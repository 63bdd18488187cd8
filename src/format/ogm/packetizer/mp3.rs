use super::audio::{frame_packet, FrameBuffer, FrameSync};
use super::{unexpected_input, AudioSync, PacketInput, PacketizerCore, ProcessStatus, Range};
use crate::av::Packet;
use crate::codec::mp3::{MP3_HEADER_SIZE, MP3_SAMPLES_PER_FRAME};
use crate::codec::Mp3Header;
use crate::config::Config;
use crate::format::ogm::clock::StampClock;
use crate::format::ogm::comments::CommentSet;
use crate::format::ogm::header::{HeaderKind, HeaderParams, StreamHeader};
use crate::format::ogm::page::PageKind;
use crate::Result;
use log::warn;

/// Packs MPEG layer III frames, one frame per packet.
pub struct Mp3Packetizer {
    pub(crate) core: PacketizerCore,
    stream: Mp3Header,
    frames: FrameBuffer,
    frame_sync: FrameSync,
}

impl Mp3Packetizer {
    /// `stream` is the first frame header of the input and fixes the stream
    /// parameters.
    pub fn new(
        serial: u32,
        stream: Mp3Header,
        sync: AudioSync,
        comments: CommentSet,
        config: &Config,
    ) -> Result<Self> {
        let clock = StampClock::new(stream.sample_rate as f64, config.timestamp_rule, false);
        Ok(Mp3Packetizer {
            core: PacketizerCore::new(serial, clock, config, sync, Range::default(), comments),
            stream,
            frames: FrameBuffer::new(config.max_frame_buffer),
            frame_sync: FrameSync::new(sync.displacement),
        })
    }

    pub(crate) fn produce_header_packets(&mut self) -> Result<()> {
        if self.core.packetno != 0 {
            return Ok(());
        }
        let rate = self.stream.sample_rate;
        let header = StreamHeader::new(HeaderKind::Audio)
            .with_subtype(*b"0055")
            .with_time_unit(10_000_000)
            .with_samples_per_unit(rate as i64)
            .with_default_len(1)
            .with_buffersize(rate)
            .with_bits_per_sample(0)
            .with_params(HeaderParams::Audio {
                channels: self.stream.channels(),
                blockalign: MP3_SAMPLES_PER_FRAME as u16,
                avgbytespersec: self.stream.bitrate_kbps * 1000 / 8,
            });
        self.core.submit_stream_header(&header)?;
        let comments = self.core.comments.clone();
        self.core.submit_comments(&comments)
    }

    fn emit(&mut self, frame: &[u8], eos: bool) -> Result<()> {
        let samples = (self.core.packetno - 2) * MP3_SAMPLES_PER_FRAME as i64;
        let granulepos = (samples as f64 * self.core.sync.linear) as i64;
        self.core.submit(
            Packet::new(frame_packet(MP3_SAMPLES_PER_FRAME, frame)?)
                .with_granulepos(granulepos)
                .with_eos(eos),
        )?;
        self.core.packetno += 1;
        Ok(())
    }

    pub(crate) fn process(&mut self, input: PacketInput<'_>) -> Result<ProcessStatus> {
        let (data, last) = match input {
            PacketInput::Bytes { data, last } => (data, last),
            other => return Err(unexpected_input("MP3", &other)),
        };

        self.produce_header_packets()?;
        if self.core.queue.ended() {
            return Ok(ProcessStatus::Finished);
        }

        self.frames.add(data)?;
        while let Some((header, frame)) = self.frames.next_frame::<Mp3Header>() {
            if !header.is_layer3() {
                warn!(
                    "stream {}: packet {} is not an MPEG layer III frame, skipped",
                    self.core.serial,
                    self.core.packetno - 2
                );
                continue;
            }

            let ms_per_frame = header.ms_per_frame();
            if self.frame_sync.drop_frame(ms_per_frame) {
                continue;
            }
            let padding = self.frame_sync.padding_frames(ms_per_frame);
            if padding > 0 {
                let mut silent = frame.to_vec();
                silent[MP3_HEADER_SIZE..].fill(0);
                for _ in 0..padding {
                    self.emit(&silent, false)?;
                }
            }

            let eos = last && !self.frames.frame_available::<Mp3Header>();
            self.emit(&frame, eos)?;
            if eos {
                break;
            }
        }

        if last {
            self.core.queue.flush_pages(PageKind::Data)?;
            Ok(ProcessStatus::Finished)
        } else {
            self.core.queue.queue_pages(PageKind::Data)?;
            Ok(ProcessStatus::MoreData)
        }
    }

    pub(crate) fn produce_eos_packet(&mut self) -> Result<()> {
        self.produce_header_packets()?;
        if self.core.queue.ended() {
            return Ok(());
        }
        let granulepos = (self.core.packetno - 2) * MP3_SAMPLES_PER_FRAME as i64;
        self.core.submit(
            Packet::new(vec![0u8])
                .with_granulepos(granulepos)
                .with_eos(true),
        )?;
        self.core.packetno += 1;
        self.core.queue.flush_pages(PageKind::Data)?;
        Ok(())
    }

    pub(crate) fn reset(&mut self) {
        self.frames.clear();
        self.core.queue.clear();
    }
}
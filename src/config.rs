use crate::error::{OgmError, Result};
use std::env;
use std::fs;
use std::path::Path;
use std::str::FromStr;

/// Vendor string written into every comment packet this crate creates.
pub const VERSION_INFO: &str = concat!("ogmkit v", env!("CARGO_PKG_VERSION"));

const CONFIG_PATHS: [&str; 2] = ["./ogmkit.toml", "./.ogmkit.toml"];

/// Which granule position a page's presentation timestamp is derived from.
///
/// Non-text streams mark the end of the covered interval with their granule,
/// so the classic rule stamps a page with the previous page's granule. Text
/// cues mark their start and use their own.
#[derive(Debug, Clone, Copy, PartialEq, Eq, Default)]
pub enum TimestampRule {
    /// Previous granule for audio/video, own granule for text streams.
    #[default]
    PreviousExceptText,
    /// Previous granule for every stream, text included.
    AlwaysPrevious,
    /// Own granule for every stream.
    AlwaysOwn,
}

impl TimestampRule {
    /// Returns true if a stream of the given textual-ness stamps pages with
    /// the previous page's granule.
    pub fn uses_previous(self, text: bool) -> bool {
        match self {
            TimestampRule::PreviousExceptText => !text,
            TimestampRule::AlwaysPrevious => true,
            TimestampRule::AlwaysOwn => false,
        }
    }
}

impl FromStr for TimestampRule {
    type Err = OgmError;

    fn from_str(s: &str) -> Result<Self> {
        match s.trim().to_ascii_lowercase().as_str() {
            "previous" | "default" => Ok(TimestampRule::PreviousExceptText),
            "xiph" | "always-previous" => Ok(TimestampRule::AlwaysPrevious),
            "own" | "always-own" => Ok(TimestampRule::AlwaysOwn),
            other => Err(OgmError::InvalidInput(format!(
                "unknown timestamp rule '{}'",
                other
            ))),
        }
    }
}

/// Settings shared by the muxing tools.
#[derive(Debug, Clone, PartialEq)]
pub struct Config {
    pub vendor: String,
    pub timestamp_rule: TimestampRule,
    /// Upper bound for the compressed audio frame scanner buffer.
    pub max_frame_buffer: usize,
    /// Upper bound for pages buffered in a single packetizer queue.
    pub max_queued_bytes: usize,
    pub pcm_interleave: usize,
    pub omit_empty_packets: bool,
    pub force_flushing: bool,
}

impl Default for Config {
    fn default() -> Self {
        Config {
            vendor: VERSION_INFO.to_string(),
            timestamp_rule: TimestampRule::default(),
            max_frame_buffer: 1024 * 1024,
            max_queued_bytes: 256 * 1024 * 1024,
            pcm_interleave: 16,
            omit_empty_packets: false,
            force_flushing: false,
        }
    }
}

impl Config {
    /// Builds the configuration from defaults, then `OGMKIT_*` environment
    /// variables, then the first config file found in the working directory.
    pub fn load() -> Result<Self> {
        let file = CONFIG_PATHS
            .iter()
            .map(Path::new)
            .find(|path| path.exists())
            .map(|path| fs::read_to_string(path).map_err(|e| OgmError::file(path, e)))
            .transpose()?;

        Self::from_sources(|key| env::var(key).ok(), file.as_deref())
    }

    /// Same as [`Config::load`] with the environment and file contents
    /// supplied by the caller.
    pub fn from_sources<F>(lookup: F, file_contents: Option<&str>) -> Result<Self>
    where
        F: Fn(&str) -> Option<String>,
    {
        let mut config = Config::default();

        for key in Self::keys() {
            let var = format!("OGMKIT_{}", key.to_ascii_uppercase());
            if let Some(value) = lookup(&var) {
                config.apply(key, &value)?;
            }
        }

        if let Some(contents) = file_contents {
            for line in contents.lines() {
                let line = line.trim();
                if line.is_empty() || line.starts_with('#') {
                    continue;
                }
                if let Some((key, value)) = line.split_once('=') {
                    let value = value.trim().trim_matches('"').trim_matches('\'');
                    config.apply(key.trim(), value)?;
                }
            }
        }

        Ok(config)
    }

    fn keys() -> [&'static str; 7] {
        [
            "vendor",
            "timestamp_rule",
            "max_frame_buffer",
            "max_queued_bytes",
            "pcm_interleave",
            "omit_empty_packets",
            "force_flushing",
        ]
    }

    /// Sets a single key. Unknown keys are ignored with a warning.
    pub fn apply(&mut self, key: &str, value: &str) -> Result<()> {
        match key {
            "vendor" => self.vendor = value.to_string(),
            "timestamp_rule" => self.timestamp_rule = value.parse()?,
            "max_frame_buffer" => self.max_frame_buffer = value.parse()?,
            "max_queued_bytes" => self.max_queued_bytes = value.parse()?,
            "pcm_interleave" => {
                let interleave: usize = value.parse()?;
                if interleave == 0 {
                    return Err(OgmError::InvalidInput(
                        "pcm_interleave must be positive".into(),
                    ));
                }
                self.pcm_interleave = interleave;
            }
            "omit_empty_packets" => self.omit_empty_packets = parse_bool(value)?,
            "force_flushing" => self.force_flushing = parse_bool(value)?,
            other => log::warn!("ignoring unknown configuration key '{}'", other),
        }
        Ok(())
    }
}

fn parse_bool(value: &str) -> Result<bool> {
    match value.trim().to_ascii_lowercase().as_str() {
        "1" | "true" | "yes" | "on" => Ok(true),
        "0" | "false" | "no" | "off" => Ok(false),
        other => Err(OgmError::InvalidInput(format!(
            "expected a boolean, got '{}'",
            other
        ))),
    }
}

=-=-=-=-=

Action item -
Please report how many lines of the entries above contain the string "environment". Reply with only the number.

Response to this task -
2